Neoliberal or corporate diet prevails over healthy food choices
Experts warn that the typical corporate diet is centered on ultra-processed meals that are heavy in carbohydrates, salts, and fats.
To access healthier diets that encourage the direct consumption of fresh foods like fruits and vegetables, promote local crops of the Mexican countryside, support cooperatives, and combat the inequality of small producers against transnational corporations, the State must change its public policies on food.
In a hybrid event put on by this academic institution and the University Coordination for Sustainability (COUS), subject experts met at the Institute of Geography (IGg) of the UNAM and came to the same conclusion as stated above.
Through the conversation "Mexico's neoliberal diet and obesity. Sociologist Gerardo Otero, professor-researcher at Simon Fraser University in Canada, spoke on "The role of public policies in the transformation of food environments" and explained that the so-called neoliberal or corporate diet is one of the primary symbols of modern life, including junk food.
Large multinational corporations that produce ultra-processed meals high in sugars, salt, and fats produce it. It also contains additives like sweeteners, colorings, flavorings, preservatives, thickeners, and other things, some of which are made from petroleum.
"When we talk about a business or corporate regime, we are pointing out which are the dominant economic agents, but not the people who could change things, which is the State. By calling it neoliberal it is understood that it is a set of public policies and that, if these are the ones that have led us to the type of diet we have been following since the 1980s, it means that the policy could be modified in such a way that we have access to healthier diets," Otero added.

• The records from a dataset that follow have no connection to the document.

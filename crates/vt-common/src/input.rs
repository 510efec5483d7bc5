//! Boundary validation for caller-supplied values.
//!
//! Blank form fields become an explicit default chosen by the caller;
//! anything else that is not a finite, non-negative number is rejected
//! before it can reach the scoring engine.

use crate::error::{Error, Result};
use crate::logs::{DailyLogs, Meal, UserProfile, WeightEntry};

/// Parse a user-entered quantity.
///
/// - blank (after trimming) → `Ok(default)`
/// - a finite number `>= 0` → `Ok(value)`
/// - anything else → [`Error::InvalidInput`] naming `field`
pub fn parse_measurement(field: &str, raw: &str, default: f64) -> Result<f64> {
    let trimmed = raw.trim();
    if trimmed.is_empty() {
        return Ok(default);
    }
    let value: f64 = trimmed
        .parse()
        .map_err(|_| Error::invalid(field, format!("not a number: {:?}", raw)))?;
    check_quantity(field, value)?;
    Ok(value)
}

/// Types that can check themselves before entering the engine.
pub trait Validate {
    fn validate(&self) -> Result<()>;
}

fn check_quantity(field: &str, value: f64) -> Result<()> {
    if !value.is_finite() {
        return Err(Error::invalid(field, "must be a finite number"));
    }
    if value < 0.0 {
        return Err(Error::invalid(field, format!("must be >= 0, got {}", value)));
    }
    Ok(())
}

fn check_positive(field: &str, value: f64) -> Result<()> {
    if !value.is_finite() || value <= 0.0 {
        return Err(Error::invalid(field, format!("must be > 0, got {}", value)));
    }
    Ok(())
}

impl Validate for Meal {
    fn validate(&self) -> Result<()> {
        check_quantity("meal.proteinPer100g", self.protein_per_100g)?;
        check_quantity("meal.carbsPer100g", self.carbs_per_100g)?;
        check_quantity("meal.fatsPer100g", self.fats_per_100g)?;
        check_quantity("meal.mufa", self.mufa)?;
        check_quantity("meal.pufa", self.pufa)?;
        check_quantity("meal.transFats", self.trans_fats)?;
        check_quantity("meal.essentialAA", self.essential_aa)?;
        check_quantity("meal.nonEssentialAA", self.non_essential_aa)?;
        check_quantity("meal.caloriesPer100g", self.calories_per_100g)?;
        check_quantity("meal.weightGrams", self.weight_grams)?;
        if self.mufa + self.pufa + self.trans_fats > self.fats_per_100g + 1e-9 {
            return Err(Error::invalid(
                "meal.fatsPer100g",
                "fat subtypes exceed total fat",
            ));
        }
        Ok(())
    }
}

impl Validate for DailyLogs {
    fn validate(&self) -> Result<()> {
        check_quantity("learning.active", self.learning.active)?;
        check_quantity("learning.passive", self.learning.passive)?;

        check_quantity("screen.social", self.screen.social)?;
        check_quantity("screen.entertainment", self.screen.entertainment)?;
        check_quantity("screen.productive", self.screen.productive)?;

        for meal in &self.nutrition.meals {
            meal.validate()?;
        }
        check_quantity("nutrition.hydrationMl", self.nutrition.hydration_ml)?;

        check_quantity("training.totalVolumeKg", self.training.total_volume_kg)?;

        check_quantity("sleep.durationHours", self.sleep.duration_hours)?;
        if self.sleep.duration_hours > 24.0 {
            return Err(Error::invalid("sleep.durationHours", "must be <= 24"));
        }
        check_quantity("sleep.qualityScore1to10", self.sleep.quality_score)?;
        if self.sleep.quality_score > 10.0 {
            return Err(Error::invalid("sleep.qualityScore1to10", "must be within 0..=10"));
        }
        check_quantity("sleep.napMinutes", self.sleep.nap_minutes)?;
        Ok(())
    }
}

impl Validate for UserProfile {
    fn validate(&self) -> Result<()> {
        check_positive("profile.weightKg", self.weight_kg)?;
        check_positive("profile.heightCm", self.height_cm)?;
        check_positive("profile.ageYears", self.age_years)?;
        Ok(())
    }
}

impl Validate for WeightEntry {
    fn validate(&self) -> Result<()> {
        check_positive("weight.weightKg", self.weight_kg)
    }
}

In a 2012 report, the United Nations Food and Agriculture Organization estimated that 850 million people, or 870 million people worldwide, experience food insecurity. He emphasized that even in a society where there is enough food produced, not everyone has access to enough healthy food because of the unequal economic distribution.
The Problem of Food Security
The general director of the National Center for Preventive Programs and Disease Control, Ruy López Ridaura, said that the country's food environments have changed for the worse. "There is degradation and access to healthy food options is increasingly difficult."
"In this administration, we have prioritized policies that are going to modify the contexts in food environments. A problem is generated when the State withdraws and lets the ups and downs of the market define these food problems; it is the deep conflict of interest that is generated with the industries, which allows them to influence State policies", he clarified.
Claudia María Mesa Dávila, from the Teaching Area of the Public Health Services of Mexico City, considered that in this food culture, schools are decisive to implement a new healthy diet. She also referred to the high prevalence of obesity and cardiovascular diseases among the national population.
"We continue with this anthropocentric, individualistic, and materialistic vision of not caring for the environment, and the sale of ultra-processed foods that are also packaged and stored in a series of materials that are not biodegradable at all," she warned.
The Public Policy of Mexico in Health and Nutrition
Simón Barquera Cervera, director of the Center for Nutrition and Health Research of the National Institute of Public Health, stressed that in this matter it is important to focus on the person and on public policies that favor health.
"That person-centered vision must have a profound clarity of what its social determinants are. If one does not have clarity on what is causing in Mexico this epidemic, one can at the individual level make wrong recommendations of what is causing these problems." The correct approach is the one that allows the individual to have the conditions to achieve a healthy life, he said.
The specialists were in favor of promoting, in schools and universities, a new healthy lifestyle that prioritizes food from the countryside, peasant work, and cooperatives, and that fresh products be sold in school stores instead of junk food. They also supported policies such as food labeling, which directly informs consumers about the excess of some ingredients.